» **INPUT**
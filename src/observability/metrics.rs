//! Metrics collection and exposition.
//!
//! # Metrics
//! - `guard_requests_total` (counter): forwarded requests by method, status
//! - `guard_request_duration_seconds` (histogram): forward latency
//! - `guard_gate_decisions_total` (counter): gate outcomes by decision
//!
//! # Design Decisions
//! - Prometheus exposition via a dedicated listener, off the request path
//! - Labels carry method, status, and decision; never header values

use std::net::SocketAddr;
use std::time::Instant;

use metrics_exporter_prometheus::PrometheusBuilder;

/// Install the Prometheus exporter with its own HTTP listener.
///
/// Exporter failure is logged, not fatal; the guard keeps serving.
pub fn init_metrics(addr: SocketAddr) {
    match PrometheusBuilder::new().with_http_listener(addr).install() {
        Ok(()) => tracing::info!(address = %addr, "Metrics endpoint listening"),
        Err(e) => tracing::error!(error = %e, "Failed to install Prometheus exporter"),
    }
}

/// Record one forwarded (or failed-forward) request.
pub fn record_request(method: &str, status: u16, start: Instant) {
    metrics::counter!(
        "guard_requests_total",
        "method" => method.to_string(),
        "status" => status.to_string()
    )
    .increment(1);
    metrics::histogram!(
        "guard_request_duration_seconds",
        "method" => method.to_string(),
        "status" => status.to_string()
    )
    .record(start.elapsed().as_secs_f64());
}

/// Record one gate decision.
pub fn record_decision(decision: &'static str) {
    metrics::counter!("guard_gate_decisions_total", "decision" => decision).increment(1);
}
//! Gateway Guard Library
//!
//! A shared-secret request gate that sits in front of an HTTP backend:
//! requests reach the upstream only if they carry the secret known to the
//! trusted front-end proxy, or target an explicitly open path.

pub mod config;
pub mod gate;
pub mod http;
pub mod lifecycle;
pub mod observability;

pub use config::GuardConfig;
pub use gate::{Decision, Gate, SecretState};
pub use http::HttpServer;
pub use lifecycle::Shutdown;
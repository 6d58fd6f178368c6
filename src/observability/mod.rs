//! Observability subsystem.
//!
//! # Data Flow
//! ```text
//! All subsystems produce:
//!     → logging.rs (structured log events via tracing)
//!     → metrics.rs (counters, histograms)
//!
//! Consumers:
//!     → Log aggregation (stdout)
//!     → Metrics endpoint (Prometheus scrape)
//! ```
//!
//! # Design Decisions
//! - Structured logging; the request ID flows through all subsystems
//! - Metric updates are cheap (atomic increments)
//! - Secret values never appear in logs or labels

pub mod logging;
pub mod metrics;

» **WHAT YOU WILL DO**
Check each line of the data for "values". Copy the lines where it turns up.

» **WRITTEN ANSWER**
//! - Labels carry method, status, and decision; never header values
//! - Secret values never appear in logs or labels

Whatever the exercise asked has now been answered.